C’est le moment. Déjà, depuis une heure, Henri et Gérard ont exigé que leurs guides regagnent la maisonnette et les laissent seuls à l’entreprise qu’ils vont tenter. Ils ont vu la poitrine de Djaldi secouée de sanglots, mais sont restés inébranlables dans leur résolution de ne pas l’admettre à bord.

L’Epiornis est sorti de son abri ; le voici libre et bientôt planant dans les airs. Henri le dirige aussitôt vers le camp dont il a, tout le long du jour, déterminé la position, la distance et la configuration, sur les renseignements minutieux donnés par Goûla-Doûla. La nuit n’est pas si obscure qu’on ne puisse distinguer vaguement la forme des choses ; et, grâce à son excellente vue, servie par une lorgnette marine, Gérard parvient à distinguer le drapeau blanc à croix rouge qui flotte sur sa hampe.

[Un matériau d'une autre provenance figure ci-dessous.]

// Registry module - Recognized command line parameters
pub mod declaration;
pub mod scanner;

pub use declaration::{
    ParameterDeclaration, ParameterOrigin, BUILTIN_PARAMETERS, HELPER_ONLY_PARAMETERS,
};
pub use scanner::{scan, PlaybookMetadata, PlaybookOption};

use crate::domain::error::{HelperError, HelperResult};
use once_cell::sync::Lazy;
use regex::Regex;
use std::collections::HashMap;
use std::path::Path;
use tracing::{debug, warn};

static VARIABLE_NAME_REGEX: Lazy<Regex> = Lazy::new(|| {
    Regex::new(r"^[A-Za-z0-9_][A-Za-z0-9_.-]*$").expect("Failed to compile variable name regex")
});

/// Every parameter name the command line accepts, keyed by long name
#[derive(Debug, Clone)]
pub struct ParameterRegistry {
    declarations: Vec<ParameterDeclaration>,
    index: HashMap<String, usize>,
    metadata: PlaybookMetadata,
}

impl ParameterRegistry {
    /// Registry with only the helper's own flags
    pub fn builtin() -> Self {
        let mut registry = Self {
            declarations: BUILTIN_PARAMETERS
                .iter()
                .map(|(name, short, has_value)| {
                    ParameterDeclaration::builtin(name, *short, *has_value)
                })
                .collect(),
            index: HashMap::new(),
            metadata: PlaybookMetadata::default(),
        };
        registry.reindex();
        registry
    }

    /// Scan a playbook and register its variables after the built-in flags.
    pub fn from_playbook(path: &Path) -> HelperResult<Self> {
        let metadata = scan(path)?;
        Self::from_metadata(metadata)
    }

    /// Names that can not be written as `--<name>` are skipped with a warning.
    pub fn from_metadata(metadata: PlaybookMetadata) -> HelperResult<Self> {
        let mut registry = Self::builtin();
        for name in &metadata.variables {
            if !VARIABLE_NAME_REGEX.is_match(name) {
                warn!("Ignoring playbook variable '{}': not a valid option name", name);
                continue;
            }
            registry.declare(ParameterDeclaration::variable(name))?;
        }
        registry.metadata = metadata;
        Ok(registry)
    }

    fn declare(&mut self, declaration: ParameterDeclaration) -> HelperResult<()> {
        if let Some(&position) = self.index.get(&declaration.name) {
            let existing = &self.declarations[position];
            if !HELPER_ONLY_PARAMETERS.contains(&existing.name.as_str()) {
                return Err(HelperError::Usage(format!(
                    "playbook variable '{}' collides with the {} flag {}",
                    declaration.name,
                    existing.origin,
                    existing.long_flag()
                )));
            }
            debug!("Playbook variable '{}' replaces the helper flag", declaration.name);
            self.declarations.remove(position);
            self.reindex();
        }
        self.index.insert(declaration.name.clone(), self.declarations.len());
        self.declarations.push(declaration);
        Ok(())
    }

    fn reindex(&mut self) {
        self.index = self
            .declarations
            .iter()
            .enumerate()
            .map(|(i, d)| (d.name.clone(), i))
            .collect();
    }

    pub fn get(&self, name: &str) -> Option<&ParameterDeclaration> {
        self.index.get(name).map(|&i| &self.declarations[i])
    }

    /// All declarations, built-in flags first.
    pub fn declarations(&self) -> &[ParameterDeclaration] {
        &self.declarations
    }

    /// Declarations discovered in the playbook.
    pub fn variables(&self) -> impl Iterator<Item = &ParameterDeclaration> {
        self.declarations.iter().filter(|d| d.is_variable())
    }

    pub fn variable_names(&self) -> Vec<String> {
        self.variables().map(|d| d.name.clone()).collect()
    }

    pub fn metadata(&self) -> &PlaybookMetadata {
        &self.metadata
    }
}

Joyeux, il annonce la nouvelle, et, après avoir pris position au-dessus de ce point, l’Epiornis commence à descendre lentement.

Voici qu’il se trouve à cent mètres environ au-dessus de l’ambulance. Le drapeau, tout à l’heure faiblement agité, pend immobile, car une sorte de calme pesant s’est abattu sur l’atmosphère et, en même temps, la nuit s’est épaissie. Penché au-dessus du bord, Gérard compte anxieusement les cabines dont la forme, de plus en plus vague, se profile, grisâtre, sur le sol. Et Henri, suivant les indications qu’il lui jette à voix basse, gouverne de façon à venir effleurer, ainsi qu’il a été convenu, sur la bâche même du wagon.

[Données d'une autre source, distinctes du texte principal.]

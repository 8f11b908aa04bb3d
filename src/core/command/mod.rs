// Command module - Playbook invocation assembly
pub mod assembler;
pub mod facts;

pub use assembler::{assemble, EngineSettings, Invocation, RunOptions, StdoutCallback};
pub use facts::{extract_facts, FactMatch};
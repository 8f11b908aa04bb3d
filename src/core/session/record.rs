use crate::domain::error::{HelperError, HelperResult};
use serde::Serialize;
use serde_json::Value;
use std::collections::BTreeMap;
use std::path::Path;

/// Current saved session format
pub const SAVE_FILE_VERSION: u32 = 4;

const VERSION_KEY: &str = "saveFileVersion";
const OWNER_KEY: &str = "playbookBaseName";
const OPTIONS_KEY: &str = "options";

/// A named set of answers saved against one playbook
#[derive(Debug, Clone, PartialEq, Eq, Serialize)]
pub struct SessionRecord {
    /// File format version
    #[serde(rename = "saveFileVersion")]
    pub format_version: u32,
    /// Base name of the playbook the answers belong to
    #[serde(rename = "playbookBaseName")]
    pub owner: String,
    /// Saved variable values
    pub options: BTreeMap<String, String>,
}

impl SessionRecord {
    pub fn new(owner: &str, options: BTreeMap<String, String>) -> Self {
        Self {
            format_version: SAVE_FILE_VERSION,
            owner: owner.to_string(),
            options,
        }
    }

    /// Four-space indented JSON with a single trailing newline.
    pub fn to_json_pretty(&self) -> HelperResult<String> {
        let mut buffer = Vec::new();
        let formatter = serde_json::ser::PrettyFormatter::with_indent(b"    ");
        let mut serializer = serde_json::Serializer::with_formatter(&mut buffer, formatter);
        self.serialize(&mut serializer)
            .map_err(|e| HelperError::Output(format!("Failed to serialize session: {}", e)))?;
        buffer.push(b'\n');

        String::from_utf8(buffer).map_err(|e| HelperError::Output(e.to_string()))
    }

    /// Parse a saved session, checking version then owner before the options.
    pub fn parse(path: &Path, content: &str, expected_owner: &str) -> HelperResult<Self> {
        let value: Value = serde_json::from_str(content).map_err(|e| HelperError::SessionFormat {
            path: path.to_path_buf(),
            message: e.to_string(),
        })?;

        let object = value.as_object().ok_or_else(|| HelperError::SessionFormat {
            path: path.to_path_buf(),
            message: "expected a JSON object".to_string(),
        })?;

        match object.get(VERSION_KEY) {
            // 4.0 is accepted as 4
            Some(version) if version.as_f64() == Some(f64::from(SAVE_FILE_VERSION)) => {}
            found => {
                return Err(HelperError::SessionVersion {
                    found: found.map_or_else(|| "missing".to_string(), Value::to_string),
                    expected: SAVE_FILE_VERSION,
                })
            }
        }

        match object.get(OWNER_KEY).and_then(Value::as_str) {
            Some(owner) if owner == expected_owner => {}
            found => {
                return Err(HelperError::SessionOwner {
                    found: found.unwrap_or("nothing").to_string(),
                    expected: expected_owner.to_string(),
                })
            }
        }

        let options = object
            .get(OPTIONS_KEY)
            .cloned()
            .ok_or_else(|| HelperError::SessionFormat {
                path: path.to_path_buf(),
                message: format!("missing field `{}`", OPTIONS_KEY),
            })?;
        let options = serde_json::from_value(options).map_err(|e| HelperError::SessionFormat {
            path: path.to_path_buf(),
            message: e.to_string(),
        })?;

        Ok(Self::new(expected_owner, options))
    }

    /// Owner of a JSON document that looks like a session, if any.
    pub fn peek_owner(content: &str) -> Option<Option<String>> {
        let value: Value = serde_json::from_str(content).ok()?;
        let object = value.as_object()?;
        Some(object.get(OWNER_KEY).and_then(Value::as_str).map(str::to_string))
    }
}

Mais qu’arrive-t-il ? Gérard étouffe une exclamation de surprise, hésite une seconde, puis rapidement :

« Change de direction, Henri ! Vite, un peu à gauche ! nous ne pouvons descendre où il a été dit. Devant la huitième hutte, — oh ! c’est sûr, j’ai compté dix fois, — devant cette hutte ou ce wagon, je vois une lanterne posée à terre et qui l’éclaire en plein !… Qu’est-ce que cela veut dire ? Nicole aurait-elle été assez mal avisée pour allumer un fanal, afin de nous indiquer sa demeure ?

— Jamais, répond Henri. Ou bien elle est soupçonnée, surveillée ; ou ceci est un malencontreux accident auquel il faut remédier. Discernes-tu, près d’ici, quelque emplacement vide où nous puissions nous poser dans l’ombre ? »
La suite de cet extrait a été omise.